Hm - but isn't this exactly the point? You don't want to move data off disk.
But decomposing into columns will lead to more of that:

- Total amount of serialized data is (in most cases a lot) larger than protobuffed / compressed
version
- If you do selective updates the document will be scattered over multiple ssts plus if you
do sliced reads you can't optimize reads as opposed to the single column version that when
updated is automatically superseding older versions so most reads will hit only one sst

All these reads make the hot dataset. If it fits the page cache your fine.
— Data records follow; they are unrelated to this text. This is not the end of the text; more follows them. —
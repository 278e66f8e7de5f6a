//! Index building for exported chat archives
//!
//! # Error Handling Strategy
//!
//! Indexing never fails. Once the root document has parsed, every entry is either
//! classified into a conversation or dropped:
//!
//! - **Unknown entries**: Dropped silently (trace-level log) and counted on the index.
//!
//! - **Mistyped fields**: Message fields with unexpected JSON types read as absent, so a
//!   single odd field never loses a message.
//!
//! - **Summary reporting**: An info-level log records conversation, message and drop counts.

pub mod builder;

pub use builder::{ArchiveEntry, build_index, classify_entry};
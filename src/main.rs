use std::process::ExitCode;

use chat_archive_viewer::cli::{Cli, run};
use clap::Parser;
use tracing_subscriber::EnvFilter;

fn init_tracing(verbose: u8) {
    let default_level = match verbose {
        0 => "warn",
        1 => "info",
        _ => "debug",
    };
    let filter = EnvFilter::try_from_default_env().unwrap_or_else(|_| EnvFilter::new(default_level));
    tracing_subscriber::fmt().with_env_filter(filter).with_writer(std::io::stderr).init();
}

fn main() -> ExitCode {
    let cli = Cli::parse();
    init_tracing(cli.verbose);

    match run(cli) {
        Ok(()) => ExitCode::SUCCESS,
        Err(err) => {
            eprintln!("error: {err:#}");
            ExitCode::FAILURE
        }
    }
}
use serde_json::Value;

use crate::config::LoadOptions;
use crate::models::MediaIndex;
use crate::parsers::{ArchiveSource, LoadError};

const MANIFEST_MEDIA_FIELD: &str = "media";
const METADATA_FILENAME_FIELD: &str = "filename";
const METADATA_SUFFIX: &str = ".json";

/// Path of the media file described by a metadata document
///
/// The metadata document's first `.json` is swapped for the logical filename's
/// extension. A logical name without a dot is used whole as the extension.
///
/// ```
/// use chat_archive_viewer::media::resolve_media_path;
///
/// assert_eq!(resolve_media_path("media", "abc.json", "photo.heic"), "media/abc.heic");
/// ```
pub fn resolve_media_path(media_dir: &str, metadata_file: &str, logical_filename: &str) -> String {
    let extension = logical_filename.rsplit('.').next().unwrap_or(logical_filename);
    let file = metadata_file.replacen(METADATA_SUFFIX, &format!(".{extension}"), 1);
    format!("{}/{}", media_dir.trim_end_matches('/'), file)
}

/// Metadata file names listed by the manifest, or discovered by scanning when allowed
fn metadata_files(source: &dyn ArchiveSource, options: &LoadOptions) -> Option<Vec<String>> {
    let layout = &options.layout;
    match source.fetch_json(&layout.manifest_file) {
        Ok(manifest) => Some(manifest_entries(&manifest)),
        Err(LoadError::Parse { path, source: e }) => {
            tracing::debug!(path = %path, error = %e, "media manifest unparsable, skipping media");
            None
        }
        Err(e) if options.scan_media => {
            tracing::debug!(error = %e, "media manifest unavailable, scanning media directory");
            match source.list_json(&layout.media_dir) {
                Ok(files) => Some(files),
                Err(e) => {
                    tracing::debug!(error = %e, "media directory scan failed, skipping media");
                    None
                }
            }
        }
        Err(e) => {
            tracing::debug!(error = %e, "media manifest unavailable, skipping media");
            None
        }
    }
}

fn manifest_entries(manifest: &Value) -> Vec<String> {
    match manifest.get(MANIFEST_MEDIA_FIELD) {
        Some(Value::Array(entries)) => {
            entries.iter().filter_map(Value::as_str).map(str::to_string).collect()
        }
        _ => Vec::new(),
    }
}

/// Read one metadata document and return its logical filename and resolved path
fn resolve_entry(
    source: &dyn ArchiveSource,
    media_dir: &str,
    metadata_file: &str,
) -> Result<(String, String), String> {
    let metadata_path = format!("{}/{}", media_dir.trim_end_matches('/'), metadata_file);
    let metadata = source.fetch_json(&metadata_path).map_err(|e| e.to_string())?;
    let logical = metadata
        .get(METADATA_FILENAME_FIELD)
        .and_then(Value::as_str)
        .ok_or_else(|| format!("{metadata_path} has no \"{METADATA_FILENAME_FIELD}\" string"))?;

    Ok((logical.to_string(), resolve_media_path(media_dir, metadata_file, logical)))
}

/// Build the media index for an archive
///
/// Metadata documents are read one at a time in manifest order. A failing entry is
/// skipped and the entries resolved so far are kept. A later entry naming the same
/// logical file wins.
pub fn load_media_index(source: &dyn ArchiveSource, options: &LoadOptions) -> MediaIndex {
    let Some(files) = metadata_files(source, options) else {
        return MediaIndex::new();
    };

    let media_dir = options.layout.media_dir.as_str();
    let mut index = MediaIndex::new();
    let mut skipped = 0;

    for file in files.iter().filter(|f| f.ends_with(METADATA_SUFFIX)) {
        match resolve_entry(source, media_dir, file) {
            Ok((logical, path)) => index.insert(logical, path),
            Err(reason) => {
                tracing::warn!(entry = %file, %reason, "skipping media entry");
                skipped += 1;
            }
        }
    }

    tracing::debug!(resolved = index.len(), skipped, "built media index");
    index
}
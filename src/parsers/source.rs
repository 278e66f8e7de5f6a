use std::collections::HashMap;
use std::fs::File;
use std::io::Read;
use std::path::{Path, PathBuf};

use serde_json::Value;
use thiserror::Error;
use walkdir::WalkDir;

use crate::utils::{validate_file_size, validate_relative_path};

/// Failure to read one archive document
#[derive(Debug, Error)]
pub enum LoadError {
    #[error("failed to read {path}: {source}")]
    Read {
        path: String,
        #[source]
        source: std::io::Error,
    },
    #[error("failed to parse {path}: {source}")]
    Parse {
        path: String,
        #[source]
        source: serde_json::Error,
    },
    #[error("refusing to read {path}: {reason}")]
    Rejected { path: String, reason: String },
    #[error("{path} not found")]
    NotFound { path: String },
}

impl LoadError {
    /// Relative path of the document that failed
    pub fn path(&self) -> &str {
        match self {
            LoadError::Read { path, .. }
            | LoadError::Parse { path, .. }
            | LoadError::Rejected { path, .. }
            | LoadError::NotFound { path } => path,
        }
    }
}

/// Where archive documents are read from, addressed by archive-relative paths
pub trait ArchiveSource {
    /// Read and parse one JSON document
    fn fetch_json(&self, relative_path: &str) -> Result<Value, LoadError>;

    /// Names of the `*.json` documents directly inside a directory, sorted.
    /// Sources that cannot enumerate return an empty list.
    fn list_json(&self, _relative_dir: &str) -> Result<Vec<String>, LoadError> {
        Ok(Vec::new())
    }
}

/// Reads archive documents from a directory on disk
#[derive(Debug, Clone)]
pub struct DirSource {
    root: PathBuf,
}

impl DirSource {
    pub fn new(root: impl Into<PathBuf>) -> Self {
        Self { root: root.into() }
    }

    fn resolve(&self, relative_path: &str) -> Result<PathBuf, LoadError> {
        let relative = Path::new(relative_path);
        validate_relative_path(relative).map_err(|e| LoadError::Rejected {
            path: relative_path.to_string(),
            reason: e.to_string(),
        })?;
        Ok(self.root.join(relative))
    }
}

impl ArchiveSource for DirSource {
    fn fetch_json(&self, relative_path: &str) -> Result<Value, LoadError> {
        let path = self.resolve(relative_path)?;
        let read_error = |source| LoadError::Read { path: relative_path.to_string(), source };

        // Validate size on the open handle to avoid a TOCTOU race
        let mut file = File::open(&path).map_err(read_error)?;
        validate_file_size(&file, &path).map_err(|e| LoadError::Rejected {
            path: relative_path.to_string(),
            reason: e.to_string(),
        })?;

        let mut bytes = Vec::new();
        file.read_to_end(&mut bytes).map_err(read_error)?;
        tracing::debug!(path = relative_path, bytes = bytes.len(), "read archive document");

        serde_json::from_slice(&bytes)
            .map_err(|source| LoadError::Parse { path: relative_path.to_string(), source })
    }

    fn list_json(&self, relative_dir: &str) -> Result<Vec<String>, LoadError> {
        let dir = self.resolve(relative_dir)?;
        if !dir.is_dir() {
            return Err(LoadError::NotFound { path: relative_dir.to_string() });
        }

        // Symlinks are not followed so the scan stays inside the archive
        let mut names: Vec<String> = WalkDir::new(&dir)
            .min_depth(1)
            .max_depth(1)
            .follow_links(false)
            .into_iter()
            .filter_map(|entry| match entry {
                Ok(entry) => Some(entry),
                Err(e) => {
                    tracing::warn!(dir = relative_dir, error = %e, "skipping unreadable media entry");
                    None
                }
            })
            .filter(|entry| entry.file_type().is_file())
            .filter_map(|entry| entry.file_name().to_str().map(str::to_string))
            .filter(|name| name.ends_with(".json"))
            .collect();
        names.sort();
        Ok(names)
    }
}

/// In-memory archive, keyed by relative path. Useful for embedding and tests.
#[derive(Debug, Clone, Default)]
pub struct MemorySource {
    documents: HashMap<String, Value>,
}

impl MemorySource {
    pub fn new() -> Self {
        Self::default()
    }

    pub fn with_document(mut self, relative_path: &str, document: Value) -> Self {
        self.documents.insert(relative_path.to_string(), document);
        self
    }
}

impl ArchiveSource for MemorySource {
    fn fetch_json(&self, relative_path: &str) -> Result<Value, LoadError> {
        self.documents
            .get(relative_path)
            .cloned()
            .ok_or_else(|| LoadError::NotFound { path: relative_path.to_string() })
    }

    fn list_json(&self, relative_dir: &str) -> Result<Vec<String>, LoadError> {
        let prefix = format!("{}/", relative_dir.trim_end_matches('/'));
        let mut names: Vec<String> = self
            .documents
            .keys()
            .filter_map(|key| key.strip_prefix(&prefix))
            .filter(|name| !name.contains('/') && name.ends_with(".json"))
            .map(str::to_string)
            .collect();
        names.sort();
        Ok(names)
    }
}

#[cfg(test)]
mod tests {
    use std::fs;

    use serde_json::json;
    use tempfile::TempDir;

    use super::*;

    #[test]
    fn test_dir_source_reads_json() {
        let dir = TempDir::new().unwrap();
        fs::write(dir.path().join("messages.json"), r#"{"userId":"me"}"#).unwrap();

        let source = DirSource::new(dir.path());
        let value = source.fetch_json("messages.json").unwrap();
        assert_eq!(value, json!({"userId": "me"}));
    }

    #[test]
    fn test_dir_source_missing_file_is_read_error() {
        let dir = TempDir::new().unwrap();
        let source = DirSource::new(dir.path());

        let err = source.fetch_json("messages.json").unwrap_err();
        assert!(matches!(err, LoadError::Read { .. }));
        assert_eq!(err.path(), "messages.json");
    }

    #[test]
    fn test_dir_source_invalid_json_is_parse_error() {
        let dir = TempDir::new().unwrap();
        fs::write(dir.path().join("messages.json"), "{not json").unwrap();

        let source = DirSource::new(dir.path());
        let err = source.fetch_json("messages.json").unwrap_err();
        assert!(matches!(err, LoadError::Parse { .. }));
        assert!(err.to_string().contains("failed to parse messages.json"));
    }

    #[test]
    fn test_dir_source_rejects_traversal() {
        let dir = TempDir::new().unwrap();
        let source = DirSource::new(dir.path());

        let err = source.fetch_json("../outside.json").unwrap_err();
        assert!(matches!(err, LoadError::Rejected { .. }));
    }

    #[test]
    fn test_dir_source_lists_json_sorted() {
        let dir = TempDir::new().unwrap();
        let media = dir.path().join("media");
        fs::create_dir(&media).unwrap();
        fs::write(media.join("b.json"), "{}").unwrap();
        fs::write(media.join("a.json"), "{}").unwrap();
        fs::write(media.join("a.jpg"), "binary").unwrap();
        fs::create_dir(media.join("nested.json")).unwrap();

        let source = DirSource::new(dir.path());
        assert_eq!(source.list_json("media").unwrap(), vec!["a.json", "b.json"]);
    }

    #[test]
    fn test_dir_source_list_missing_dir() {
        let dir = TempDir::new().unwrap();
        let source = DirSource::new(dir.path());
        assert!(matches!(source.list_json("media"), Err(LoadError::NotFound { .. })));
    }

    #[test]
    fn test_memory_source_lists_direct_children() {
        let source = MemorySource::new()
            .with_document("media/x.json", json!({}))
            .with_document("media/deep/y.json", json!({}))
            .with_document("messages.json", json!([]));
        assert_eq!(source.list_json("media").unwrap(), vec!["x.json"]);
        assert!(matches!(source.fetch_json("nope.json"), Err(LoadError::NotFound { .. })));
    }
}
If it doesn't you
need to buy more iron.

Really could not resist because your statement seems to be contrary to all our tests / learnings.

Cheers,
Daniel

From dev list:

Re: Document storage
On Thu, Mar 29, 2012 at 1:11 PM, Drew Kutcharian <drew@venarc.com> wrote:
>> I think this is a much better approach because that gives you the
>> ability to update or retrieve just parts of objects efficiently,
>> rather than making column values just blobs with a bunch of special
>> case logic to introspect them.  Which feels like a big step backwards
>> to me.
>
> Unless your access pattern involves reading/writing the whole document each time. In
that case you're better off serializing the whole document and storing it in a column as a
byte[] without incurring the overhead of column indexes. Right?

Hmm, not sure what you're thinking of there.

If you mean the "index" that's part of the row header for random
access within a row, then no, serializing to byte[] doesn't save you
anything.

If you mean secondary indexes, don't declare any if you don't want any. :)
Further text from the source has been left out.